Data extracted from a collection:
==========

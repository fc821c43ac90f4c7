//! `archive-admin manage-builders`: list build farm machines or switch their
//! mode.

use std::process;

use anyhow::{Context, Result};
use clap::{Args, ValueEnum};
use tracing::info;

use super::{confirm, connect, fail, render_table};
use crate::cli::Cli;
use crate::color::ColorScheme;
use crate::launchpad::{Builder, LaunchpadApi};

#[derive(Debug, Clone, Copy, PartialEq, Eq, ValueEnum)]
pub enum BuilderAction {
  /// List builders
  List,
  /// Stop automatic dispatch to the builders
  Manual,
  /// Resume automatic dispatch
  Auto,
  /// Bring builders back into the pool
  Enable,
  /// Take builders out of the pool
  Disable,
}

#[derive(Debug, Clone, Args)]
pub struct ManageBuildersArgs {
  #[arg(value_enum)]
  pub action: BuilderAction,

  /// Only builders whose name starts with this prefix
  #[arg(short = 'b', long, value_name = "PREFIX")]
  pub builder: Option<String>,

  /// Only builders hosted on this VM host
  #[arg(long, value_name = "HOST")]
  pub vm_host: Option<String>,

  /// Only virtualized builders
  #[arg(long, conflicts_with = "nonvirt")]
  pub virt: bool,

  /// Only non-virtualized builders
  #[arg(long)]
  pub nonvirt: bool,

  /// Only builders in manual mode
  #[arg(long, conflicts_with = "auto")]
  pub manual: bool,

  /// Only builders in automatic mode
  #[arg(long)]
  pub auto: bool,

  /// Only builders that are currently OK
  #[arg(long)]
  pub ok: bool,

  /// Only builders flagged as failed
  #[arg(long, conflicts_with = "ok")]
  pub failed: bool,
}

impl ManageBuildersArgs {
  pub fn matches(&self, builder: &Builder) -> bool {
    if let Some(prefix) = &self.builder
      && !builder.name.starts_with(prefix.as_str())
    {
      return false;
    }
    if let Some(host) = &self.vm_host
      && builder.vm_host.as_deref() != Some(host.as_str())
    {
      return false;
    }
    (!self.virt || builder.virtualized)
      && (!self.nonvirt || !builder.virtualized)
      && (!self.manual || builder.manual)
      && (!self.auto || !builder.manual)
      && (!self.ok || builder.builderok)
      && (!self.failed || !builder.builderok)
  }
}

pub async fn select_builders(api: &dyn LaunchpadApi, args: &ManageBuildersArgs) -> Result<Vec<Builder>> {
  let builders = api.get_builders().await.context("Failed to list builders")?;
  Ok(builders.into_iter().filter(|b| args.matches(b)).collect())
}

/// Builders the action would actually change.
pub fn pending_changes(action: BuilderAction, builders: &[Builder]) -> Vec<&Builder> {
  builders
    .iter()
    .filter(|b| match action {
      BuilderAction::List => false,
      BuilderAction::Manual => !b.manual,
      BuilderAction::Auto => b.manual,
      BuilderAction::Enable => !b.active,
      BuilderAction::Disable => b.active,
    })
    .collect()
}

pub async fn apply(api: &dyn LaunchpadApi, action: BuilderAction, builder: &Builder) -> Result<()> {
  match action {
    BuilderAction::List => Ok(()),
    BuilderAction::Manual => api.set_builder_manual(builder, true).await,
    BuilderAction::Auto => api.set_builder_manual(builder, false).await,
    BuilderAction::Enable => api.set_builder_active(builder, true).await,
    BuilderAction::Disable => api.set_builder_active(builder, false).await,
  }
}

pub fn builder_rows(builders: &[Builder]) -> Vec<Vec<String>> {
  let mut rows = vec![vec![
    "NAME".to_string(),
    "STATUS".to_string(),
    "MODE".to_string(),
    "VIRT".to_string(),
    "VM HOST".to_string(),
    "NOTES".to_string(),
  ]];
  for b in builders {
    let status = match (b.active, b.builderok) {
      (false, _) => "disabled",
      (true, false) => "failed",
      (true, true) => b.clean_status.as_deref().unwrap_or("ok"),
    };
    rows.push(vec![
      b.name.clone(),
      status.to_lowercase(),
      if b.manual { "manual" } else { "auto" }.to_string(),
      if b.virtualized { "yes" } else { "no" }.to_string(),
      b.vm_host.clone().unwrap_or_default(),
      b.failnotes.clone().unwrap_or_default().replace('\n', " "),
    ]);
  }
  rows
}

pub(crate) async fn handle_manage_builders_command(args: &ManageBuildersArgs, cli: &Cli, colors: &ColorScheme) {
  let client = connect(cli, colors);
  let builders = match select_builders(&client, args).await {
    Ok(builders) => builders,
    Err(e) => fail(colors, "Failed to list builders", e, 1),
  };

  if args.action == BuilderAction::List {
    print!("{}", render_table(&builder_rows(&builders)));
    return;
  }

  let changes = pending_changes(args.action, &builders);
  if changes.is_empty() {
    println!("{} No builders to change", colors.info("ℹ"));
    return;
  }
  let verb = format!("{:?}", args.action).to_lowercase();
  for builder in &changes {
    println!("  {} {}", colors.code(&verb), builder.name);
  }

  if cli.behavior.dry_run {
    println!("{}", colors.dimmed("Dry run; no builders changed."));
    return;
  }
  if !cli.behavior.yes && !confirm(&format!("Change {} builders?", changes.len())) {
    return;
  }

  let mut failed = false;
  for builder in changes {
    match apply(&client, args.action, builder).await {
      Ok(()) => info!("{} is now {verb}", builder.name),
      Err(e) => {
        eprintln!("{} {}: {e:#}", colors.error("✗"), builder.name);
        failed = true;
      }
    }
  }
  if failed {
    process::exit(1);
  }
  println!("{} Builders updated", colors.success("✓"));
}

==========

| Work task |
Transcribe, word for word, the data above from its first line through the line with "Only virtualized builders", and include nothing else.

| Task result |
repository fc821c43ac90f4c7
//! `archive-admin manage-builders`: list build farm machines or switch their
//! mode.

use std::process;

use anyhow::{Context, Result};
use clap::{Args, ValueEnum};
use tracing::info;

use super::{confirm, connect, fail, render_table};
use crate::cli::Cli;
use crate::color::ColorScheme;
use crate::launchpad::{Builder, LaunchpadApi};

#[derive(Debug, Clone, Copy, PartialEq, Eq, ValueEnum)]
pub enum BuilderAction {
  /// List builders
  List,
  /// Stop automatic dispatch to the builders
  Manual,
  /// Resume automatic dispatch
  Auto,
  /// Bring builders back into the pool
  Enable,
  /// Take builders out of the pool
  Disable,
}

#[derive(Debug, Clone, Args)]
pub struct ManageBuildersArgs {
  #[arg(value_enum)]
  pub action: BuilderAction,

  /// Only builders whose name starts with this prefix
  #[arg(short = 'b', long, value_name = "PREFIX")]
  pub builder: Option<String>,

  /// Only builders hosted on this VM host
  #[arg(long, value_name = "HOST")]
  pub vm_host: Option<String>,

  /// Only virtualized builders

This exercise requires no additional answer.